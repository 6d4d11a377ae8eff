// Copyright (c) 2025 Steve Wagner (ciroque@live.com)
// SPDX-License-Identifier: MIT

use async_trait::async_trait;

use crate::engine::Task;
use crate::errors::{QueueError, RepositoryError};
use crate::service::ExampleRecord;
use crate::traits::{ExampleRepository, TaskQueue};

/// A queue that refuses every task, for dispatch failure tests
pub struct FailingTaskQueue;

#[async_trait]
impl TaskQueue for FailingTaskQueue {
    async fn send_task(&self, _task: &Task) -> Result<(), QueueError> {
        Err(QueueError::Closed)
    }

    fn name(&self) -> &'static str {
        "failing"
    }
}

/// A repository whose writes always fail and which never finds anything
pub struct FailingRepository;

#[async_trait]
impl ExampleRepository for FailingRepository {
    async fn save_example(&self, _record: &ExampleRecord) -> Result<(), RepositoryError> {
        Err(RepositoryError::Storage("simulated storage failure".to_string()))
    }

    async fn get_example(&self, example_id: &str) -> Result<ExampleRecord, RepositoryError> {
        Err(RepositoryError::NotFound(example_id.to_string()))
    }

    async fn set_result(&self, _example_id: &str, _value: f64) -> Result<(), RepositoryError> {
        Err(RepositoryError::Storage("simulated storage failure".to_string()))
    }

    async fn get_result(&self, example_id: &str) -> Result<Option<f64>, RepositoryError> {
        Err(RepositoryError::NotFound(example_id.to_string()))
    }

    async fn examples_by_user(&self, _user_id: &str) -> Result<Vec<ExampleRecord>, RepositoryError> {
        Ok(Vec::new())
    }
}
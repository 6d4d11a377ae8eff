// Copyright (c) 2025 Steve Wagner (ciroque@live.com)
// SPDX-License-Identifier: MIT

//! Orchestration around the planning engine.
//!
//! [`CalculatorService`] turns a [`CalculationRequest`] into a stored
//! [`ExampleRecord`] and a stream of tasks on the queue:
//!
//! ```text
//! request ─► plan_expression ─┬─ malformed ─► save error record
//!                             └─ plan ─► verify ─► save record ─► send tasks (index order)
//! ```
//!
//! # Examples
//! ```rust
//! use std::sync::Arc;
//! use calc_planner::backends::{InMemoryExampleRepository, InMemoryTaskQueue};
//! use calc_planner::engine::SequentialVariables;
//! use calc_planner::service::{CalculationRequest, CalculatorService};
//!
//! # #[tokio::main]
//! # async fn main() {
//! let (queue, mut receiver) = InMemoryTaskQueue::channel();
//! let service = CalculatorService::new(
//!     Arc::new(InMemoryExampleRepository::new()),
//!     Arc::new(queue),
//!     Arc::new(SequentialVariables::new("v")),
//! );
//!
//! let record = service.calculate(CalculationRequest::new("2+3*4")).await.unwrap();
//! assert_eq!(record.tasks.len(), 2);
//! assert_eq!(receiver.drain().unwrap(), record.tasks);
//! # }
//! ```

mod calculator;
mod record;


pub use calculator::CalculatorService;
pub use record::{CalculationRequest, ExampleRecord};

* * * * * * * * *

About this task: Please count, in the material above, the lines that hold the word "FailingRepository", and report only the total.

Written response: 2